WHEN WRITER-director John Wells made up his wish list for his recession drama "The Company Men," it included Ben Affleck, Kevin Costner and Tommy Lee Jones.

WHEN WRITER-director John Wells made up his wish list for his recession drama "The Company Men," it included Ben Affleck, Kevin Costner and Tommy Lee Jones.

Wells struggled to make the movie for a decade and in more despairing moments probably would have settled for Rob Schneider and a few players to be named later, but he didn't have to.

When casting was finished, he had Affleck, Costner and Jones.

Plus Chris Cooper. Four Oscars in all. And he didn't even have to ask. Costner called HIM, out of the blue.

"His agent called and said he wants to play this guy Jack, and I was floored. When I was writing it, I'd actually pictured Kevin in the role."

Suddenly the project Wells had been pushing for 10 years had a green light. (He'd written the first draft of the corporate collapse saga after the dot.com bust.)

Wells has updated "Company Men" for our recent economic troubles, now the story of a shrinking industrial giant that you're perfectly justified in viewing as America itself.

It's an ensemble piece that shows the bitterness and confusion in the ranks of management when years of downsizing finally hits home. Jones and Cooper are white-knuckled survivors, Affleck the cocky salesman who slowly loses everything and ends up hanging drywall for his brother-in-law (Costner).

Affleck has the richest role and the most central arc - his character's diminished expectations, his slow adjustment to a post-bubble, post-optimism "new normal," is one that many Americans are facing.

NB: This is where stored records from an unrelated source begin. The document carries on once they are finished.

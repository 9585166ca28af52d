//! # ドクタープロフィールユースケース
//!
//! プロフィールの取得と編集（基本情報・メールアドレス・パスワード・写真）を
//! 実装する。基本情報の更新はドクターとアカウントの 2 テーブルにまたがるため、
//! 1 トランザクションで確定する。

use std::sync::Arc;

use mediflow_domain::{
    clock::Clock,
    doctor::{Doctor, DoctorChangeSet},
    password::PlainPassword,
    user::{Email, User, UserId, UserName},
};
use mediflow_infra::{
    PasswordChecker,
    db::TransactionManager,
    media::MediaStorage,
    repository::{DoctorRepository, UserRepository},
};

use crate::{error::ServiceError, usecase::helpers::FindResultExt as _};

/// プロフィール写真の保存先ディレクトリ
const PROFILE_PHOTO_DIR: &str = "doctor/profile";

/// プロフィール表示用のビュー
///
/// ドクターとアカウントの情報をまとめて返す。
#[derive(Debug, Clone)]
pub struct DoctorProfile {
    pub doctor:       Doctor,
    pub email:        Email,
    pub account_name: UserName,
}

/// プロフィール更新入力
#[derive(Debug, Clone, Default)]
pub struct UpdateProfileInput {
    /// ドクター側の変更（名前・専門・紹介文）
    pub doctor:       DoctorChangeSet,
    /// アカウントの表示名（ID 名）。システム全体で一意
    pub account_name: Option<UserName>,
}

/// プロフィールユースケース実装
pub struct ProfileUseCaseImpl {
    doctor_repo:      Arc<dyn DoctorRepository>,
    user_repo:        Arc<dyn UserRepository>,
    media_storage:    Arc<dyn MediaStorage>,
    password_checker: Arc<dyn PasswordChecker>,
    tx_manager:       Arc<dyn TransactionManager>,
    clock:            Arc<dyn Clock>,
}
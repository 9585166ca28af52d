//! # テスト用モックリポジトリ
//!
//! ユースケーステストで使用するインメモリモックリポジトリ。
//! `test-utils` feature を有効にすることで、他クレートからも利用可能。
//!
//! ```toml
//! [dev-dependencies]
//! mediflow-infra = { workspace = true, features = ["test-utils"] }
//! ```
//!
//! `MockReservationRepository` は書き込み失敗の注入
//! （[`MockReservationRepository::set_fail_writes`]）に対応しており、
//! ストアのコミット失敗時に部分更新が残らないことを検証するテストで使用する。

use std::sync::{Arc, Mutex};

use async_trait::async_trait;
use mediflow_domain::{
    clinic::ClinicId,
    doctor::{Doctor, DoctorId},
    reservation::{Reservation, ReservationId, ReservationStatus},
    user::{Email, User, UserId, UserName},
    value_objects::Version,
};

use crate::{
    db::{TransactionManager, TxContext},
    error::InfraError,
    media::MediaStorage,
    repository::{
        DoctorRepository,
        PageRequest,
        ReservationCountSummary,
        ReservationFilter,
        ReservationRepository,
        UserRepository,
    },
};

// ===== MockTransactionManager =====

/// モックのトランザクションマネージャ
///
/// 実際のトランザクションは開始せず、[`TxContext::mock`] を返す。
#[derive(Clone, Default)]
pub struct MockTransactionManager;

impl MockTransactionManager {
    pub fn new() -> Self {
        Self
    }
}

#[async_trait]
impl TransactionManager for MockTransactionManager {
    async fn begin(&self) -> Result<TxContext, InfraError> {
        Ok(TxContext::mock())
    }
}

// ===== MockReservationRepository =====

#[derive(Clone, Default)]
pub struct MockReservationRepository {
    reservations:    Arc<Mutex<Vec<Reservation>>>,
    fail_writes:     Arc<Mutex<bool>>,
    conflict_writes: Arc<Mutex<bool>>,
}

impl MockReservationRepository {
    pub fn new() -> Self {
        Self::default()
    }

    /// テストデータを追加する
    pub fn add_reservation(&self, reservation: Reservation) {
        self.reservations.lock().unwrap().push(reservation);
    }

    /// 以降の書き込みを失敗させる（コミット失敗の注入）
    pub fn set_fail_writes(&self, fail: bool) {
        *self.fail_writes.lock().unwrap() = fail;
    }

    /// 以降の書き込みを楽観的ロック競合として失敗させる（並行更新の注入）
    pub fn set_conflict_writes(&self, conflict: bool) {
        *self.conflict_writes.lock().unwrap() = conflict;
    }

    fn check_write_failure(&self) -> Result<(), InfraError> {
        if *self.fail_writes.lock().unwrap() {
            return Err(InfraError::unexpected("注入された書き込み失敗"));
        }
        Ok(())
    }
}

#[async_trait]
impl ReservationRepository for MockReservationRepository {
    async fn find_by_id(&self, id: &ReservationId) -> Result<Option<Reservation>, InfraError> {
        Ok(self
            .reservations
            .lock()
            .unwrap()
            .iter()
            .find(|r| r.id() == id)
            .cloned())
    }

    async fn update_with_version_check(
        &self,
        reservation: &Reservation,
        expected_version: Version,
        _tx: &mut TxContext,
    ) -> Result<(), InfraError> {
        self.check_write_failure()?;
        if *self.conflict_writes.lock().unwrap() {
            return Err(InfraError::conflict(
                "Reservation",
                reservation.id().to_string(),
            ));
        }

        let mut reservations = self.reservations.lock().unwrap();
        if let Some(pos) = reservations.iter().position(|r| r.id() == reservation.id()) {
            if reservations[pos].version() != expected_version {
                return Err(InfraError::conflict(
                    "Reservation",
                    reservation.id().to_string(),
                ));
            }
            reservations[pos] = reservation.clone();
        }
        Ok(())
    }

    async fn delete(&self, id: &ReservationId, _tx: &mut TxContext) -> Result<(), InfraError> {
        self.check_write_failure()?;

        self.reservations.lock().unwrap().retain(|r| r.id() != id);
        Ok(())
    }

    async fn list(
        &self,
        filter: &ReservationFilter,
        page: PageRequest,
    ) -> Result<(Vec<Reservation>, u64), InfraError> {
        let mut matched: Vec<Reservation> = self
            .reservations
            .lock()
            .unwrap()
            .iter()
            .filter(|r| r.clinic_id() == &filter.clinic_id)
            .filter(|r| {
                filter
                    .doctor_id
                    .as_ref()
                    .is_none_or(|doctor_id| r.doctor_id() == doctor_id)
            })
            .filter(|r| filter.status.is_none_or(|status| r.status() == status))
            .filter(|r| {
                filter
                    .confirmed
                    .is_none_or(|confirmed| r.confirmed() == confirmed)
            })
            .filter(|r| {
                filter
                    .scheduled_from
                    .is_none_or(|from| r.scheduled_at() >= from)
            })
            .filter(|r| {
                filter
                    .scheduled_until
                    .is_none_or(|until| r.scheduled_at() <= until)
            })
            .cloned()
            .collect();

        matched.sort_by(|a, b| b.scheduled_at().cmp(&a.scheduled_at()));

        let total = matched.len() as u64;
        let page_items = matched
            .into_iter()
            .skip(page.offset() as usize)
            .take(page.limit() as usize)
            .collect();

        Ok((page_items, total))
    }

    async fn count_summary(
        &self,
        clinic_id: &ClinicId,
    ) -> Result<ReservationCountSummary, InfraError> {
        let mut summary = ReservationCountSummary::default();
        for reservation in self
            .reservations
            .lock()
            .unwrap()
            .iter()
            .filter(|r| r.clinic_id() == clinic_id)
        {
            summary.total += 1;
            match reservation.status() {
                ReservationStatus::Pending => summary.pending += 1,
                ReservationStatus::Confirmed => summary.confirmed += 1,
                ReservationStatus::InProgress => summary.in_progress += 1,
                ReservationStatus::Completed => summary.completed += 1,
                ReservationStatus::Cancelled => summary.cancelled += 1,
            }
        }
        Ok(summary)
    }
}

// ===== MockDoctorRepository =====

#[derive(Clone, Default)]
pub struct MockDoctorRepository {
    doctors: Arc<Mutex<Vec<Doctor>>>,
}

impl MockDoctorRepository {
    pub fn new() -> Self {
        Self::default()
    }

    /// テストデータを追加する
    pub fn add_doctor(&self, doctor: Doctor) {
        self.doctors.lock().unwrap().push(doctor);
    }
}

#[async_trait]
impl DoctorRepository for MockDoctorRepository {
    async fn find_by_id(&self, id: &DoctorId) -> Result<Option<Doctor>, InfraError> {
        Ok(self
            .doctors
            .lock()
            .unwrap()
            .iter()
            .find(|d| d.id() == id)
            .cloned())
    }

    async fn find_by_user_id(&self, user_id: &UserId) -> Result<Option<Doctor>, InfraError> {
        Ok(self
            .doctors
            .lock()
            .unwrap()
            .iter()
            .find(|d| d.user_id() == user_id)
            .cloned())
    }

    async fn find_by_clinic(&self, clinic_id: &ClinicId) -> Result<Vec<Doctor>, InfraError> {
        Ok(self
            .doctors
            .lock()
            .unwrap()
            .iter()
            .filter(|d| d.clinic_id() == clinic_id)
            .cloned()
            .collect())
    }

    async fn update(&self, doctor: &Doctor, _tx: &mut TxContext) -> Result<(), InfraError> {
        let mut doctors = self.doctors.lock().unwrap();
        if let Some(pos) = doctors.iter().position(|d| d.id() == doctor.id()) {
            doctors[pos] = doctor.clone();
        }
        Ok(())
    }
}

// ===== MockUserRepository =====

#[derive(Clone, Default)]
pub struct MockUserRepository {
    users: Arc<Mutex<Vec<User>>>,
}

impl MockUserRepository {
    pub fn new() -> Self {
        Self::default()
    }

    /// テストデータを追加する
    pub fn add_user(&self, user: User) {
        self.users.lock().unwrap().push(user);
    }
}

#[async_trait]
impl UserRepository for MockUserRepository {
    async fn find_by_id(&self, id: &UserId) -> Result<Option<User>, InfraError> {
        Ok(self
            .users
            .lock()
            .unwrap()
            .iter()
            .find(|u| u.id() == id)
            .cloned())
    }

    async fn update(&self, user: &User, _tx: &mut TxContext) -> Result<(), InfraError> {
        let mut users = self.users.lock().unwrap();
        if let Some(pos) = users.iter().position(|u| u.id() == user.id()) {
            users[pos] = user.clone();
        }
        Ok(())
    }

    async fn email_taken(&self, email: &Email, exclude: &UserId) -> Result<bool, InfraError> {
        Ok(self
            .users
            .lock()
            .unwrap()
            .iter()
            .any(|u| u.email() == email && u.id() != exclude))
    }

    async fn name_taken(&self, name: &UserName, exclude: &UserId) -> Result<bool, InfraError> {
        Ok(self
            .users
            .lock()
            .unwrap()
            .iter()
            .any(|u| u.name() == name && u.id() != exclude))
    }
}

// ===== MockMediaStorage =====

/// インメモリのメディアストレージ
///
/// 保存されたキーを記録し、決定的なパスを返す。
#[derive(Clone, Default)]
pub struct MockMediaStorage {
    stored: Arc<Mutex<Vec<String>>>,
}

impl MockMediaStorage {
    pub fn new() -> Self {
        Self::default()
    }

    /// これまでに保存されたオブジェクトキーを返す
    pub fn stored_keys(&self) -> Vec<String> {
        self.stored.lock().unwrap().clone()
    }
}

#[async_trait]
impl MediaStorage for MockMediaStorage {
    async fn store_photo(
        &self,
        directory: &str,
        content_type: &str,
        _bytes: Vec<u8>,
    ) -> Result<String, InfraError> {
        let Some(extension) = crate::media::extension_for(content_type) else {
            return Err(InfraError::invalid_input(format!(
                "対応していないファイル形式です: {content_type}"
            )));
        };

        let mut stored = self.stored.lock().unwrap();
        let key = format!("{}/photo-{}.{}", directory, stored.len() + 1, extension);
        stored.push(key.clone());
        Ok(key)
    }
}

#[cfg(test)]
mod tests {
    use chrono::Utc;
    use mediflow_domain::reservation::NewReservation;

    use super::*;

    fn test_reservation(clinic_id: ClinicId) -> Reservation {
        Reservation::new(NewReservation {
            id: ReservationId::new(),
            clinic_id,
            doctor_id: DoctorId::new(),
            patient_id: UserId::new(),
            scheduled_at: Utc::now(),
            complaint: None,
            now: Utc::now(),
        })
    }

    #[tokio::test]
    async fn test_書き込み失敗の注入で更新がエラーになる() {
        let repo = MockReservationRepository::new();
        let clinic_id = ClinicId::new();
        let reservation = test_reservation(clinic_id);
        repo.add_reservation(reservation.clone());
        repo.set_fail_writes(true);

        let mut tx = TxContext::mock();
        let result = repo
            .update_with_version_check(&reservation, reservation.version(), &mut tx)
            .await;

        assert!(result.is_err());
        // 失敗後も既存データは変わらない
        let stored = repo.find_by_id(reservation.id()).await.unwrap().unwrap();
        assert_eq!(stored, reservation);
    }

    #[tokio::test]
    async fn test_バージョン不一致はconflictを返す() {
        let repo = MockReservationRepository::new();
        let clinic_id = ClinicId::new();
        let reservation = test_reservation(clinic_id);
        repo.add_reservation(reservation.clone());

        let stale_version = reservation.version().next();
        let mut tx = TxContext::mock();
        let result = repo
            .update_with_version_check(&reservation, stale_version, &mut tx)
            .await;

        assert!(result.unwrap_err().as_conflict().is_some());
    }

    #[tokio::test]
    async fn test_一覧はクリニックで分離される() {
        let repo = MockReservationRepository::new();
        let clinic_a = ClinicId::new();
        let clinic_b = ClinicId::new();
        repo.add_reservation(test_reservation(clinic_a.clone()));
        repo.add_reservation(test_reservation(clinic_b.clone()));

        let (items, total) = repo
            .list(&ReservationFilter::for_clinic(clinic_a.clone()), PageRequest::default())
            .await
            .unwrap();

        assert_eq!(total, 1);
        assert_eq!(items.len(), 1);
        assert_eq!(items[0].clinic_id(), &clinic_a);
    }
}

Wells catches a resurgent Affleck coming off "The Town," which has the actor back in top form. After a bit of a hiatus.

"I knew Ben as a guy who'd done some good work in smaller films and as a writer who had won an Academy Award for 'Good Will Hunting.' I guess like a lot of people, I was wondering, 'Where's that guy?' " Wells said.

"My guess is he kind of followed a very lucrative path toward being a leading man, and that eventually he wanted to return to something more creatively challenging," Wells said.

He's challenged in "Company Men," filling out a role that will resonate with many Americans. It was crafted by Wells to reflect the financial and psychological consequences of losing a job, where so much of an individual's sense of self resides.

"One of the things I discovered during interviews is how surprised people were, especially men, that their families rallied around them. What I heard, over and over, is you really find out what's important in your life."